### Task instructions
Show the lines of the material that contain the word "BinaryHeap".

### Dataset excerpts
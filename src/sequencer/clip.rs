// Copyright (c) 2026 Robert L. Snyder, Sierra Vista, AZ
// Licensed under the MIT License. See LICENSE file in the project root for details.

//! Clips: looping containers of sequence events.
//!
//! A clip turns each processed beat range into note triggers. The range is
//! translated into clip-local coordinates and split at the loop point, so an
//! event near the end of the loop is evaluated against the right window on
//! both sides of the wrap.

use std::collections::HashMap;

use rand::Rng;
use uuid::Uuid;

use super::event::SequenceEvent;

/// Default clip length in beats
pub const DEFAULT_LENGTH_BEATS: f64 = 4.0;
/// Default quantization grid in beats
pub const DEFAULT_QUANTIZATION_STEP: f64 = 0.25;
/// Shortest accepted loop length in beats
pub const MIN_LENGTH_BEATS: f64 = 1e-6;

/// Clip playback state
#[derive(Debug, Clone, Copy, PartialEq, Eq)]
pub enum ClipState {
    /// Clip is stopped
    Stopped,
    /// Clip is playing
    Playing,
}

/// A note-on produced by a clip during one slice
#[derive(Debug, Clone, PartialEq)]
pub struct NoteTrigger {
    /// Wire channel (0-15)
    pub channel: u8,
    pub note: u8,
    pub velocity: u8,
    /// Absolute clock beat of the window the note-on was emitted for
    pub at_beats: f64,
    pub duration_beats: f64,
}

/// A clip containing sequence events
#[derive(Debug, Clone)]
pub struct Clip {
    id: Uuid,
    name: String,
    state: ClipState,
    recording: bool,
    length_beats: f64,
    /// Current position in beats (clip local)
    playhead_beats: f64,
    quantization_step: f64,
    wrap: bool,
    events: Vec<SequenceEvent>,
    /// Number of completed loops since play()
    pass: i64,
    /// Loop pass in which each event last fired
    fired: HashMap<Uuid, i64>,
}

impl Clip {
    /// Create a new empty clip
    pub fn new(name: impl Into<String>) -> Self {
        Self {
            id: Uuid::new_v4(),
            name: name.into(),
            state: ClipState::Stopped,
            recording: false,
            length_beats: DEFAULT_LENGTH_BEATS,
            playhead_beats: 0.0,
            quantization_step: DEFAULT_QUANTIZATION_STEP,
            wrap: true,
            events: Vec::new(),
            pass: 0,
            fired: HashMap::new(),
        }
    }

    /// Set length in beats (builder style)
    pub fn with_length(mut self, length_beats: f64) -> Self {
        self.set_length(length_beats);
        self
    }

    pub fn id(&self) -> Uuid {
        self.id
    }

    pub fn name(&self) -> &str {
        &self.name
    }

    pub fn state(&self) -> ClipState {
        self.state
    }

    pub fn is_playing(&self) -> bool {
        self.state == ClipState::Playing
    }

    pub fn is_recording(&self) -> bool {
        self.recording
    }

    pub fn length_beats(&self) -> f64 {
        self.length_beats
    }

    /// Set the loop length. Values below `MIN_LENGTH_BEATS` are ignored.
    pub fn set_length(&mut self, length_beats: f64) {
        if !(length_beats >= MIN_LENGTH_BEATS && length_beats.is_finite()) {
            return;
        }
        self.length_beats = length_beats;
        if self.playhead_beats >= length_beats {
            self.playhead_beats %= length_beats;
        }
    }

    pub fn playhead_beats(&self) -> f64 {
        self.playhead_beats
    }

    pub fn quantization_step(&self) -> f64 {
        self.quantization_step
    }

    pub fn wrap(&self) -> bool {
        self.wrap
    }

    pub fn set_wrap(&mut self, wrap: bool) {
        self.wrap = wrap;
    }

    /// Start playback from the top
    pub fn play(&mut self) {
        self.state = ClipState::Playing;
        self.rewind();
    }

    /// Stop playback. Rewinds and ends any recording.
    pub fn stop(&mut self) {
        self.state = ClipState::Stopped;
        self.recording = false;
        self.rewind();
    }

    /// Start recording, starting playback first if needed
    pub fn start_recording(&mut self) {
        if !self.is_playing() {
            self.play();
        }
        self.recording = true;
    }

    /// Stop recording; playback continues
    pub fn stop_recording(&mut self) {
        self.recording = false;
    }

    fn rewind(&mut self) {
        self.playhead_beats = 0.0;
        self.pass = 0;
        self.fired.clear();
    }

    /// Add an event to the clip
    pub fn add_event(&mut self, event: SequenceEvent) {
        self.events.push(event);
    }

    /// Remove an event by id
    pub fn remove_event(&mut self, id: Uuid) -> Option<SequenceEvent> {
        let index = self.events.iter().position(|e| e.id() == id)?;
        self.fired.remove(&id);
        Some(self.events.swap_remove(index))
    }

    /// Remove all events
    pub fn clear_events(&mut self) {
        self.events.clear();
        self.fired.clear();
    }

    pub fn events(&self) -> &[SequenceEvent] {
        &self.events
    }

    pub fn event_count(&self) -> usize {
        self.events.len()
    }

    /// Snap every event start to a grid of `step` beats. Steps <= 0 are ignored.
    pub fn quantize_events(&mut self, step: f64) {
        if !(step > 0.0 && step.is_finite()) {
            return;
        }
        self.quantization_step = step;
        for event in &mut self.events {
            let snapped = (event.start_beats() / step).round() * step;
            event.set_start_beats(snapped);
        }
    }

    /// Process the absolute beat range `[start_beats, end_beats)`.
    ///
    /// Returns the note-ons to emit. Advances the playhead by the range
    /// length, wrapping at the loop point or stopping when wrap is off.
    pub fn process_slice<R: Rng + ?Sized>(
        &mut self,
        start_beats: f64,
        end_beats: f64,
        rng: &mut R,
    ) -> Vec<NoteTrigger> {
        let mut triggers = Vec::new();
        if self.state != ClipState::Playing {
            return triggers;
        }

        let mut remaining = end_beats - start_beats;
        if !(remaining > 0.0 && remaining.is_finite()) {
            return triggers;
        }

        let mut cursor = self.playhead_beats;
        let mut absolute = start_beats;

        loop {
            let local_end = cursor + remaining;
            if local_end < self.length_beats {
                self.collect_window(cursor, local_end, absolute, &mut *rng, &mut triggers);
                self.playhead_beats = local_end;
                return triggers;
            }

            // The slice reaches the loop point
            self.collect_window(cursor, self.length_beats, absolute, &mut *rng, &mut triggers);
            if !self.wrap {
                self.stop();
                return triggers;
            }

            let room = self.length_beats - cursor;
            absolute += room;
            remaining -= room;
            cursor = 0.0;
            self.pass = self.pass.saturating_add(1);

            if remaining <= 0.0 {
                self.playhead_beats = 0.0;
                return triggers;
            }

            // Whole loops inside the slice play once, the rest are skipped
            let whole = (remaining / self.length_beats).floor();
            if whole >= 1.0 {
                self.collect_window(0.0, self.length_beats, absolute, &mut *rng, &mut triggers);
                let tail = remaining % self.length_beats;
                self.pass = self.pass.saturating_add(whole as i64);
                absolute += remaining - tail;
                remaining = tail;

                if remaining <= 0.0 {
                    self.playhead_beats = 0.0;
                    return triggers;
                }
            }
        }
    }

    /// Intersect every event with the clip-local window `[window_start, window_end)`
    fn collect_window<R: Rng + ?Sized>(
        &mut self,
        window_start: f64,
        window_end: f64,
        absolute_start: f64,
        rng: &mut R,
        triggers: &mut Vec<NoteTrigger>,
    ) {
        for event in &self.events {
            let start = event.start_beats();
            if start >= self.length_beats {
                continue;
            }
            let end = event.end_beats();

            // (segment start, segment end, loop pass that owns the segment)
            let mut segments = [(start, end, self.pass), (0.0, 0.0, -1)];
            if self.wrap && end > self.length_beats {
                segments[0].1 = self.length_beats;
                segments[1] = (0.0, end - self.length_beats, self.pass - 1);
            }

            for (seg_start, seg_end, owner) in segments {
                if owner < 0 || seg_end <= window_start || seg_start >= window_end {
                    continue;
                }
                if self.fired.get(&event.id()) == Some(&owner) {
                    break;
                }
                self.fired.insert(event.id(), owner);

                let roll: f64 = rng.gen();
                if event.chance() > 0.0 && roll <= event.chance() {
                    triggers.push(NoteTrigger {
                        channel: event.midi_channel(),
                        note: event.note(),
                        velocity: event.velocity(),
                        at_beats: absolute_start,
                        duration_beats: event.duration_beats(),
                    });
                }
                break;
            }
        }
    }
}
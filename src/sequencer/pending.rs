// Copyright (c) 2026 Robert L. Snyder, Sierra Vista, AZ
// Licensed under the MIT License. See LICENSE file in the project root for details.

//! Deferred note-off queue.
//!
//! Every note-on a clip emits registers the matching note-off here, due at an
//! absolute clock beat. The scheduler drains due entries each slice.

use std::cmp::Ordering;
use std::collections::BinaryHeap;

/// A note-off waiting for its due beat
#[derive(Debug, Clone, Copy, PartialEq)]
pub struct PendingNoteOff {
    /// Track that emitted the note-on
    pub track_index: usize,
    /// Wire channel (0-15)
    pub channel: u8,
    pub note: u8,
    /// Absolute clock beat at which the note-off is delivered
    pub due_beats: f64,
}

struct Scheduled(PendingNoteOff);

// For BinaryHeap - we want the earliest due beat first
impl Eq for Scheduled {}

impl PartialEq for Scheduled {
    fn eq(&self, other: &Self) -> bool {
        self.cmp(other) == Ordering::Equal
    }
}

impl Ord for Scheduled {
    fn cmp(&self, other: &Self) -> Ordering {
        // Reverse ordering for min-heap behavior
        other.0.due_beats.total_cmp(&self.0.due_beats)
    }
}

impl PartialOrd for Scheduled {
    fn partial_cmp(&self, other: &Self) -> Option<Ordering> {
        Some(self.cmp(other))
    }
}

/// Min-heap of pending note-offs ordered by due beat
#[derive(Default)]
pub struct PendingNoteOffs {
    queue: BinaryHeap<Scheduled>,
}

impl PendingNoteOffs {
    pub fn new() -> Self {
        Self {
            queue: BinaryHeap::with_capacity(256),
        }
    }

    pub fn register(&mut self, note_off: PendingNoteOff) {
        self.queue.push(Scheduled(note_off));
    }

    /// Remove and return every entry due at or before `end_beats`, earliest first
    pub fn drain_due(&mut self, end_beats: f64) -> Vec<PendingNoteOff> {
        let mut due = Vec::new();
        while let Some(next) = self.queue.peek() {
            if next.0.due_beats > end_beats {
                break;
            }
            if let Some(Scheduled(entry)) = self.queue.pop() {
                due.push(entry);
            }
        }
        due
    }

    /// Remove and return everything, earliest first
    pub fn drain_all(&mut self) -> Vec<PendingNoteOff> {
        let mut all = Vec::with_capacity(self.queue.len());
        while let Some(Scheduled(entry)) = self.queue.pop() {
            all.push(entry);
        }
        all
    }

    /// Due beat of the earliest entry
    pub fn next_due(&self) -> Option<f64> {
        self.queue.peek().map(|s| s.0.due_beats)
    }

    pub fn len(&self) -> usize {
        self.queue.len()
    }

    pub fn is_empty(&self) -> bool {
        self.queue.is_empty()
    }
}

### Answer box
use std::collections::BinaryHeap;
// For BinaryHeap - we want the earliest due beat first
    queue: BinaryHeap<Scheduled>,
            queue: BinaryHeap::with_capacity(256),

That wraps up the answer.